<regex>: Avoid stack growth in simple loops by muellerj2 · Pull Request #5939 · microsoft/STL (original) (raw)

To recap from #5889, simple loops have the following properties:

  1. They are non-reentrant.
  2. They are branchless.
  3. Each repetition matches strings of the same length.
  4. Each capturing group matched in a repetition has the same relative position to the beginning and end of the strings matched by the repetition.

The matcher has always used properties 1 and 2 of such loops. It also took slight advantage of property 3: As a corollary, all repetitions match the empty string iff the first repetition matches the empty string, so the matcher only checked whether the first repetition is empty.

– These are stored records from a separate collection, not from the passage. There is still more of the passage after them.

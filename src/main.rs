use clap::Parser;
use dupi::adapters::health_handler::HealthHandler;
use dupi::adapters::mock_generator::MockGenerator;
use dupi::adapters::project_manager::ProjectManager;
use dupi::cli::Cli;
use dupi::config::Settings;
use std::net::SocketAddr;
use std::sync::Arc;
use tracing::info;

#[tokio::main]
async fn main() -> anyhow::Result<()> {
    tracing_subscriber::fmt::init();

    let cli = Cli::parse();
    let settings = Settings::new_with_cli(&cli)?;
    let host = settings.server.host.clone();
    let port = settings.server.port;

    info!("Starting Dupi mock server on {}:{}", host, port);

    let generator = MockGenerator::new(settings.generator);
    let projects = Arc::new(ProjectManager::new(settings.projects.clone(), generator));
    let _cleanup = projects.spawn_cleanup();

    let health_handler = Arc::new(HealthHandler::new(projects.clone()));
    let app = dupi::create_app(projects, health_handler);

    let addr: SocketAddr = format!("{}:{}", host, port).parse()?;
    info!("Listening on {}", addr);
    let listener = tokio::net::TcpListener::bind(addr).await?;
    axum::serve(listener, app).await?;

    Ok(())
}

But properties 3 and 4 can be exploited further: If we know that each successful repetition shifts the matched string and the capturing groups by the same distance, we do not have to explicitly store these positions on the stack for unwinding greedy matching but can restore the positions while backtracking by shifting the positions in the other direction by the same amount. As for non-greedy matching, failing to match the next repetition will immediately result in backtracking beyond the first repetition, so we actually do not even have to know the length of the strings matched by each repetition, but only have to allow backtracking to proceed for the first stack frames that were pushed while matching the first repetition.

At least for greedy matching, though, we can't easily avoid that these stack frames are pushed while matching the next repetition, because they are still needed to restore the match state when backtracking from the last attempted match.

This PR implements that stack frames pushed while matching a repetition are popped afterwards from the stack without any further processing from the second repetition on. Thus, the stack stops growing while the matcher processes the simple loop.

This is probably the most intricate PR since the start of the non-recursive matcher PR, because it keeps tampering with this stack and does not just pop from the stack, but even repeatedly modifies two special stack frames that were pushed earlier while processing the loop's _N_rep and _N_end_rep nodes. However, I believe the performance benefit for simple loops is worth this complication (especially because I hope to extend this optimization to even more loops that are currently not marked simple).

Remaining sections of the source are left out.